London: The British pound advanced against the dollar for the second week amid signs the UK economic recovery is taking hold, potentially reducing the need for the central bank to extend stimulus measures.

Sterling rose for the first week in four against the euro after the Office for National Statistics said gross domestic product jumped 1.1 per cent in the second quarter, compared with 0.3 per cent growth in the previous period. June retail sales climbed 0.7 per cent on the month, exceeding the median estimate for 0.5 percent in a Bloomberg survey of economists. Gilts fell.

"The GDP numbers have been a big blow for sterling bears," said Kenneth Broux, a senior market economist at Lloyds Banking Group Plc in London. "For the short term it's bullish for cable," he said, referring to the pound-dollar rate. The pound gained 0.8 per cent to $1.5423 as of 4:27pm in London on July 23, from $1.5301 on July 16. It appreciated 1.4 per cent to 83.30 pence per euro.
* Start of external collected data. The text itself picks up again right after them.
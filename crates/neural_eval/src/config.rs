//! Configuration, loaded from TOML.
//!
//! ```toml
//! [model]
//! architecture = "network"
//! hidden1 = 128
//! hidden2 = 32
//! dropout = 0.3
//!
//! [engine]
//! model_path = "models/chess_evaluator.json"
//! default_depth = 3
//!
//! [training]
//! epochs = 5
//! ```

use std::path::{Path, PathBuf};

use serde::{Deserialize, Serialize};

use crate::error::{EvalError, Result};

#[derive(Debug, Clone, Copy, PartialEq, Eq, Default, Serialize, Deserialize)]
#[serde(rename_all = "snake_case")]
pub enum Architecture {
    #[default]
    Network,
    Linear,
}

#[derive(Debug, Clone, PartialEq, Default, Serialize, Deserialize)]
#[serde(default)]
pub struct EvalConfig {
    pub model: ModelConfig,
    pub engine: EngineConfig,
    pub training: TrainingConfig,
}

/// Architecture and optimizer settings for freshly created models.
/// A model loaded from disk keeps the settings it was saved with.
#[derive(Debug, Clone, PartialEq, Serialize, Deserialize)]
#[serde(default)]
pub struct ModelConfig {
    pub architecture: Architecture,
    pub hidden1: usize,
    pub hidden2: usize,
    pub dropout: f32,
    pub learning_rate: f32,
    pub beta1: f32,
    pub beta2: f32,
    pub epsilon: f32,
    /// Weight of the newest example in the running normalisation statistics
    pub norm_momentum: f32,
    pub seed: u64,
}

impl Default for ModelConfig {
    fn default() -> Self {
        Self {
            architecture: Architecture::Network,
            hidden1: 128,
            hidden2: 32,
            dropout: 0.3,
            learning_rate: 0.001,
            beta1: 0.9,
            beta2: 0.999,
            epsilon: 1e-8,
            norm_momentum: 0.1,
            seed: 0x5eed,
        }
    }
}

#[derive(Debug, Clone, PartialEq, Serialize, Deserialize)]
#[serde(default)]
pub struct EngineConfig {
    /// Where the model is loaded from and saved to. `None` always starts
    /// from fresh parameters.
    pub model_path: Option<PathBuf>,
    /// Number of best moves reported when the caller does not ask for a depth
    pub default_depth: usize,
}

impl Default for EngineConfig {
    fn default() -> Self {
        Self {
            model_path: Some(PathBuf::from("models/chess_evaluator.json")),
            default_depth: 3,
        }
    }
}

#[derive(Debug, Clone, PartialEq, Serialize, Deserialize)]
#[serde(default)]
pub struct TrainingConfig {
    pub epochs: usize,
}

impl Default for TrainingConfig {
    fn default() -> Self {
        Self { epochs: 1 }
    }
}

impl EvalConfig {
    pub fn load(path: &Path) -> Result<Self> {
        let text = std::fs::read_to_string(path)
            .map_err(|e| EvalError::Config(format!("failed to read {}: {}", path.display(), e)))?;
        Self::parse(&text)
    }

    pub fn parse(text: &str) -> Result<Self> {
        let cfg: EvalConfig =
            toml::from_str(text).map_err(|e| EvalError::Config(format!("failed to parse: {}", e)))?;
        cfg.validate()?;
        Ok(cfg)
    }

    pub fn validate(&self) -> Result<()> {
        let m = &self.model;
        if m.architecture == Architecture::Network && (m.hidden1 == 0 || m.hidden2 == 0) {
            return Err(EvalError::Config("hidden layer widths must be positive".into()));
        }
        if !(0.0..1.0).contains(&m.dropout) {
            return Err(EvalError::Config(format!(
                "dropout must be in [0, 1), got {}",
                m.dropout
            )));
        }
        if !(m.learning_rate > 0.0 && m.learning_rate.is_finite()) {
            return Err(EvalError::Config(format!(
                "learning_rate must be positive, got {}",
                m.learning_rate
            )));
        }
        if !(0.0..1.0).contains(&m.beta1) || !(0.0..1.0).contains(&m.beta2) {
            return Err(EvalError::Config("Adam betas must be in [0, 1)".into()));
        }
        if !(m.norm_momentum > 0.0 && m.norm_momentum <= 1.0) {
            return Err(EvalError::Config(format!(
                "norm_momentum must be in (0, 1], got {}",
                m.norm_momentum
            )));
        }
        Ok(())
    }
}

#[cfg(test)]
#[path = "config_tests.rs"]
mod tests;
//! Argument parsing for `chess-eval`.

use std::path::PathBuf;

use anyhow::{anyhow, bail, Context, Result};

#[derive(Debug, Clone, PartialEq, Eq)]
pub enum Command {
    /// Analyse a single position (start position when no FEN is given).
    Eval {
        fen: Option<String>,
        depth: Option<usize>,
    },
    /// Play a sequence of SAN/UCI moves and analyse every position.
    Line {
        fen: Option<String>,
        depth: Option<usize>,
        moves: Vec<String>,
    },
    /// Train on a `FEN;target` file and save the result.
    Train {
        dataset: PathBuf,
        epochs: Option<usize>,
        save: Option<PathBuf>,
    },
    Help,
}

#[derive(Debug, Clone, PartialEq, Eq)]
pub struct Cli {
    pub config: Option<PathBuf>,
    pub model: Option<PathBuf>,
    pub command: Command,
}

pub fn print_usage() {
    println!("chess-eval: neural position evaluation");
    println!();
    println!("Usage:");
    println!("  chess-eval eval [FEN] [--depth N]");
    println!("  chess-eval line [--fen FEN] [--depth N] <move>...");
    println!("  chess-eval train <dataset> [--epochs N] [--save PATH]");
    println!();
    println!("Options:");
    println!("  --config PATH   TOML configuration file");
    println!("  --model PATH    model file (overrides engine.model_path)");
    println!();
    println!("Moves may be given in SAN (Nf3, O-O) or UCI (g1f3, e1g1).");
    println!("Dataset lines are 'FEN;target' with target in [-1, 1].");
    println!("Set RUST_LOG=debug for per-move logging.");
    println!();
    println!("Examples:");
    println!("  chess-eval eval \"r1bqkbnr/pppp1ppp/2n5/4p3/4P3/5N2/PPPP1PPP/RNBQKB1R w KQkq - 2 3\"");
    println!("  chess-eval line e4 e5 Nf3 Nc6 --depth 5");
    println!("  chess-eval train data/positions.txt --epochs 10");
}

fn value<'a>(args: &'a [String], i: &mut usize, flag: &str) -> Result<&'a str> {
    *i += 1;
    args.get(*i)
        .map(String::as_str)
        .ok_or_else(|| anyhow!("{} requires a value", flag))
}

fn number(text: &str, flag: &str) -> Result<usize> {
    text.parse()
        .with_context(|| format!("{} expects a non-negative integer, got '{}'", flag, text))
}

/// Parses the arguments that follow the program name.
pub fn parse_args(args: &[String]) -> Result<Cli> {
    let mut config = None;
    let mut model = None;
    let mut fen = None;
    let mut depth = None;
    let mut epochs = None;
    let mut save = None;
    let mut positional: Vec<String> = Vec::new();

    let mut i = 0;
    while i < args.len() {
        match args[i].as_str() {
            "--config" | "-c" => config = Some(PathBuf::from(value(args, &mut i, "--config")?)),
            "--model" | "-m" => model = Some(PathBuf::from(value(args, &mut i, "--model")?)),
            "--fen" | "-f" => fen = Some(value(args, &mut i, "--fen")?.to_string()),
            "--depth" | "-d" => depth = Some(number(value(args, &mut i, "--depth")?, "--depth")?),
            "--epochs" | "-e" => {
                epochs = Some(number(value(args, &mut i, "--epochs")?, "--epochs")?)
            }
            "--save" | "-s" => save = Some(PathBuf::from(value(args, &mut i, "--save")?)),
            "help" | "--help" | "-h" => {
                return Ok(Cli {
                    config,
                    model,
                    command: Command::Help,
                })
            }
            flag if flag.starts_with("--") => bail!("unknown option: {}", flag),
            other => positional.push(other.to_string()),
        }
        i += 1;
    }

    let Some((name, rest)) = positional.split_first() else {
        return Ok(Cli {
            config,
            model,
            command: Command::Help,
        });
    };

    let command = match name.as_str() {
        "eval" => {
            if rest.len() > 1 {
                bail!("eval takes at most one FEN; quote it as a single argument");
            }
            Command::Eval {
                fen: rest.first().cloned().or(fen),
                depth,
            }
        }
        "line" => Command::Line {
            fen,
            depth,
            moves: rest.to_vec(),
        },
        "train" => {
            let [dataset] = rest else {
                bail!("train requires exactly one dataset path");
            };
            Command::Train {
                dataset: PathBuf::from(dataset),
                epochs,
                save,
            }
        }
        other => bail!("unknown command: {}", other),
    };

    Ok(Cli {
        config,
        model,
        command,
    })
}

#[cfg(test)]
#[path = "cli_tests.rs"]
mod tests;
//! Chess rules layer for the evaluation engine.
//!
//! Move generation, legality and FEN parsing are delegated to `cozy-chess`;
//! this crate wraps them behind a copy-on-write [`Position`] and adds the
//! notation the rest of the workspace speaks (standard UCI and SAN).

pub mod board;
pub mod error;
pub mod san;
pub mod types;
pub mod uci;

pub use board::*;
pub use error::RulesError;
pub use san::{parse_san, to_san};
pub use types::*;
pub use uci::{parse_uci, to_uci};

/// Parses a move written either in SAN or in UCI notation.
///
/// SAN is tried first; UCI is the named fallback. When both fail the SAN
/// error is returned, since SAN is what people type.
pub fn parse_move(pos: &Position, text: &str) -> Result<Move, RulesError> {
    match parse_san(pos, text) {
        Ok(mv) => Ok(mv),
        Err(san_err) => parse_uci(pos, text).map_err(|_| san_err),
    }
}
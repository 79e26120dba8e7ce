//! dbstudio schema - enriched metadata for a connection
//!
//! This crate provides:
//! - `MetadataEnricher` - classifies raw catalog columns and merges overrides
//! - `keys` - identifier, insertable and updateable column selection
//! - `Catalog` - an immutable snapshot of every table of a connection
//! - `MetadataCache` - lazily built, per-connection catalog cache

mod cache;
mod catalog;
mod enricher;
pub mod keys;

pub use cache::{CacheStats, MetadataCache};
pub use catalog::{Catalog, load_catalog};
pub use enricher::{MetadataEnricher, builtin_data_type};
//! Data model shared by the schema, driver and service crates

use indexmap::IndexMap;
use serde::{Deserialize, Serialize};

/// A row as exchanged with clients: column name to nullable string value
pub type Record = IndexMap<String, Option<String>>;

/// Canonical data type a native column type is mapped onto
#[derive(
    Debug,
    Clone,
    Copy,
    Default,
    PartialEq,
    Eq,
    Hash,
    Serialize,
    Deserialize,
    strum::Display,
    strum::EnumString,
)]
#[strum(ascii_case_insensitive)]
pub enum DataType {
    #[default]
    Undefined,
    String,
    Char,
    Integer,
    Decimal,
    Float,
    Boolean,
    DateTime,
    DateTimeOffset,
    TimeOnly,
    Binary,
    Json,
    Xml,
    Guid,
}

/// A column row exactly as the catalog provider reports it
#[derive(Debug, Clone, Default, PartialEq, Serialize, Deserialize)]
#[serde(rename_all = "camelCase")]
pub struct RawColumn {
    pub schema: String,
    pub table: String,
    pub ordinal: i32,
    pub column_name: String,
    pub native_type: String,
    /// System type a user-defined alias type is built on
    #[serde(default)]
    pub base_type: Option<String>,
    #[serde(default)]
    pub default_value: Option<String>,
    #[serde(default)]
    pub is_identity: bool,
    #[serde(default)]
    pub is_nullable: bool,
    #[serde(default, rename = "isPK")]
    pub is_pk: bool,
    #[serde(default, rename = "isUK")]
    pub is_uk: bool,
    #[serde(default, rename = "isFK")]
    pub is_fk: bool,
    #[serde(default)]
    pub is_extension: bool,
    #[serde(default, rename = "schemaFK")]
    pub fk_schema: Option<String>,
    #[serde(default, rename = "tableFK")]
    pub fk_table: Option<String>,
}

/// Enriched column metadata
#[derive(Debug, Clone, PartialEq, Serialize, Deserialize)]
#[serde(rename_all = "camelCase")]
pub struct ColumnInfo {
    pub schema: String,
    pub table: String,
    pub column_name: String,
    pub ordinal: i32,
    pub data_type: DataType,
    pub native_type: String,
    pub default_value: Option<String>,
    pub is_nullable: bool,
    pub is_identity: bool,
    #[serde(rename = "isPK")]
    pub is_pk: bool,
    #[serde(rename = "isFK")]
    pub is_fk: bool,
    #[serde(rename = "isUK")]
    pub is_uk: bool,
    pub is_extension: bool,
    pub is_custom: bool,
    #[serde(rename = "schemaFK")]
    pub fk_schema: Option<String>,
    #[serde(rename = "tableFK")]
    pub fk_table: Option<String>,
}

impl ColumnInfo {
    /// Target `(schema, table)` of a foreign key column.
    pub fn fk_target(&self) -> Option<(&str, &str)> {
        if !self.is_fk {
            return None;
        }
        match (self.fk_schema.as_deref(), self.fk_table.as_deref()) {
            (Some(schema), Some(table)) if !schema.is_empty() && !table.is_empty() => {
                Some((schema, table))
            }
            _ => None,
        }
    }

    pub fn is_named(&self, name: &str) -> bool {
        self.column_name.eq_ignore_ascii_case(name)
    }
}

/// Enriched table metadata; immutable once built
#[derive(Debug, Clone, PartialEq, Serialize, Deserialize)]
#[serde(rename_all = "camelCase")]
pub struct TableInfo {
    pub schema: String,
    pub table: String,
    pub columns: Vec<ColumnInfo>,
    pub identity_column: Option<String>,
    pub identifier_columns: Vec<String>,
    pub insertable_columns: Vec<String>,
    pub updateable_columns: Vec<String>,
    pub is_entity: bool,
    pub is_extension: bool,
}

impl TableInfo {
    pub fn qualified_name(&self) -> String {
        format!("{}.{}", self.schema, self.table)
    }

    /// Case-insensitive column lookup
    pub fn column(&self, name: &str) -> Option<&ColumnInfo> {
        self.columns
            .iter()
            .find(|c| c.column_name == name)
            .or_else(|| self.columns.iter().find(|c| c.is_named(name)))
    }

    pub fn identity(&self) -> Option<&ColumnInfo> {
        self.identity_column
            .as_deref()
            .and_then(|name| self.column(name))
    }

    pub fn foreign_keys(&self) -> impl Iterator<Item = &ColumnInfo> {
        self.columns.iter().filter(|c| c.fk_target().is_some())
    }

    pub fn is_identifier(&self, name: &str) -> bool {
        self.identifier_columns
            .iter()
            .any(|c| c.eq_ignore_ascii_case(name))
    }
}

/// A persisted per-column correction. Any field that is present wins over
/// the catalog-derived value.
#[derive(Debug, Clone, Default, PartialEq, Serialize, Deserialize)]
#[serde(rename_all = "camelCase")]
pub struct CustomColumnOverride {
    pub connection_name: String,
    pub schema: String,
    pub table: String,
    pub column_name: String,
    #[serde(default, skip_serializing_if = "Option::is_none")]
    pub is_identity: Option<bool>,
    #[serde(default, skip_serializing_if = "Option::is_none")]
    pub is_nullable: Option<bool>,
    #[serde(default, rename = "isPK", skip_serializing_if = "Option::is_none")]
    pub is_pk: Option<bool>,
    #[serde(default, rename = "isFK", skip_serializing_if = "Option::is_none")]
    pub is_fk: Option<bool>,
    #[serde(default, rename = "isUK", skip_serializing_if = "Option::is_none")]
    pub is_uk: Option<bool>,
    #[serde(default, skip_serializing_if = "Option::is_none")]
    pub is_extension: Option<bool>,
    #[serde(default, rename = "schemaFK", skip_serializing_if = "Option::is_none")]
    pub fk_schema: Option<String>,
    #[serde(default, rename = "tableFK", skip_serializing_if = "Option::is_none")]
    pub fk_table: Option<String>,
    #[serde(default, skip_serializing_if = "Option::is_none")]
    pub default_value: Option<String>,
    #[serde(default, skip_serializing_if = "Option::is_none")]
    pub data_type: Option<DataType>,
}

impl CustomColumnOverride {
    pub fn new(
        connection_name: impl Into<String>,
        schema: impl Into<String>,
        table: impl Into<String>,
        column_name: impl Into<String>,
    ) -> Self {
        Self {
            connection_name: connection_name.into(),
            schema: schema.into(),
            table: table.into(),
            column_name: column_name.into(),
            ..Default::default()
        }
    }

    /// True when the override carries no field at all
    pub fn is_empty(&self) -> bool {
        self.is_identity.is_none()
            && self.is_nullable.is_none()
            && self.is_pk.is_none()
            && self.is_fk.is_none()
            && self.is_uk.is_none()
            && self.is_extension.is_none()
            && self.fk_schema.is_none()
            && self.fk_table.is_none()
            && self.default_value.is_none()
            && self.data_type.is_none()
    }

    /// Whether both overrides address the same column
    pub fn same_key(&self, other: &CustomColumnOverride) -> bool {
        self.connection_name == other.connection_name
            && self.schema.eq_ignore_ascii_case(&other.schema)
            && self.table.eq_ignore_ascii_case(&other.table)
            && self.column_name.eq_ignore_ascii_case(&other.column_name)
    }
}

fn default_driver() -> String {
    "mssql".to_string()
}

/// A named connection
#[derive(Debug, Clone, PartialEq, Eq, Serialize, Deserialize)]
#[serde(rename_all = "camelCase")]
pub struct ConnectionRecord {
    pub name: String,
    #[serde(default = "default_driver")]
    pub driver: String,
    #[serde(alias = "connection_string")]
    pub connection_string: String,
}

impl ConnectionRecord {
    pub fn new(name: impl Into<String>, connection_string: impl Into<String>) -> Self {
        Self {
            name: name.into(),
            driver: default_driver(),
            connection_string: connection_string.into(),
        }
    }

    pub fn with_driver(mut self, driver: impl Into<String>) -> Self {
        self.driver = driver.into();
        self
    }
}

/// One-based page selection
#[derive(Debug, Clone, Copy, PartialEq, Eq)]
pub struct PageRequest {
    pub page: u32,
    pub per_page: u32,
}

impl PageRequest {
    pub fn new(page: u32, per_page: u32) -> Self {
        Self { page, per_page }
    }

    pub fn offset(&self) -> u64 {
        u64::from(self.page.saturating_sub(1)) * u64::from(self.per_page)
    }
}

impl Default for PageRequest {
    fn default() -> Self {
        Self {
            page: 1,
            per_page: 100,
        }
    }
}

/// A page of items with the total count of the underlying set
#[derive(Debug, Clone, PartialEq, Serialize, Deserialize)]
#[serde(rename_all = "camelCase")]
pub struct PagedResult<T> {
    pub items: Vec<T>,
    pub total_count: u64,
    pub page: u32,
    pub per_page: u32,
}

impl<T> PagedResult<T> {
    pub fn total_pages(&self) -> u64 {
        if self.per_page == 0 {
            return 0;
        }
        self.total_count.div_ceil(u64::from(self.per_page))
    }
}
//! MS SQL Server driver implementation

use async_trait::async_trait;
use std::sync::Arc;

use dbstudio_core::literal::encode_value;
use dbstudio_core::{
    CatalogProvider, Database, DatabaseDriver, PageRequest, PagedResult, RawColumn, Record,
    Result, RowProvider, SqlDialect, StudioError, TableInfo,
};

use crate::catalog::{CATALOG_QUERY, count_query, page_query, raw_column_from_record, record_query};
use crate::connection::MssqlConnection;
use crate::dialect::MssqlDialect;

/// MS SQL Server database driver
#[derive(Debug, Default)]
pub struct MssqlDriver;

impl MssqlDriver {
    pub fn new() -> Self {
        Self
    }
}

#[async_trait]
impl DatabaseDriver for MssqlDriver {
    fn name(&self) -> &'static str {
        "mssql"
    }

    fn dialect(&self) -> Arc<dyn SqlDialect> {
        Arc::new(MssqlDialect::new())
    }

    #[tracing::instrument(skip(self, connection_string))]
    async fn open(&self, connection_string: &str) -> Result<Arc<dyn Database>> {
        let connection = MssqlConnection::connect(connection_string).await?;
        Ok(Arc::new(MssqlDatabase::new(connection)))
    }
}

/// An open SQL Server database
#[derive(Debug)]
pub struct MssqlDatabase {
    connection: MssqlConnection,
    dialect: MssqlDialect,
}

impl MssqlDatabase {
    pub fn new(connection: MssqlConnection) -> Self {
        Self {
            connection,
            dialect: MssqlDialect::new(),
        }
    }
}

#[async_trait]
impl CatalogProvider for MssqlDatabase {
    #[tracing::instrument(skip(self))]
    async fn load_columns(&self) -> Result<Vec<RawColumn>> {
        let records = self.connection.query_records(CATALOG_QUERY).await?;
        let columns = records
            .iter()
            .map(raw_column_from_record)
            .collect::<Result<Vec<_>>>()?;
        tracing::debug!(column_count = columns.len(), "loaded catalog columns");
        Ok(columns)
    }
}

#[async_trait]
impl RowProvider for MssqlDatabase {
    #[tracing::instrument(skip(self, table), fields(table = %table.qualified_name()))]
    async fn fetch_record(&self, table: &TableInfo, record_id: &str) -> Result<Option<Record>> {
        let identity = table.identity().ok_or_else(|| {
            StudioError::Configuration(format!(
                "table {} is not editable: no identity column",
                table.qualified_name()
            ))
        })?;
        let id_literal = encode_value(identity.data_type, Some(record_id), &self.dialect)?;
        let sql = record_query(&self.dialect, table, &id_literal)?;
        let mut records = self.connection.query_records(&sql).await?;
        Ok(if records.is_empty() {
            None
        } else {
            Some(records.swap_remove(0))
        })
    }

    #[tracing::instrument(skip(self, table), fields(table = %table.qualified_name()))]
    async fn fetch_page(
        &self,
        table: &TableInfo,
        page: PageRequest,
    ) -> Result<PagedResult<Record>> {
        let items = self
            .connection
            .query_records(&page_query(&self.dialect, table, page))
            .await?;
        let total_count = self
            .connection
            .query_count(&count_query(&self.dialect, table))
            .await?;
        Ok(PagedResult {
            items,
            total_count,
            page: page.page,
            per_page: page.per_page,
        })
    }
}

impl Database for MssqlDatabase {
    fn dialect(&self) -> Arc<dyn SqlDialect> {
        Arc::new(self.dialect)
    }

    fn as_catalog_provider(&self) -> &dyn CatalogProvider {
        self
    }

    fn as_row_provider(&self) -> &dyn RowProvider {
        self
    }
}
Britain's currency has gained 8.4 per cent against the dollar since reaching a low for the year of $1.4231 on May 20 amid optimism Prime Minister David Cameron's newly-elected coalition will control the nation's budget deficit without halting economic growth. UK inflation rose to a 17-month high in April and was at 3.2 per cent in June, above the government's 3 per cent upper limit, adding support for the currency. The Bank of England's Monetary Policy Committee considered expanding stimulus measures to safeguard Britain's economic recovery, minutes from the July 8 meeting showed.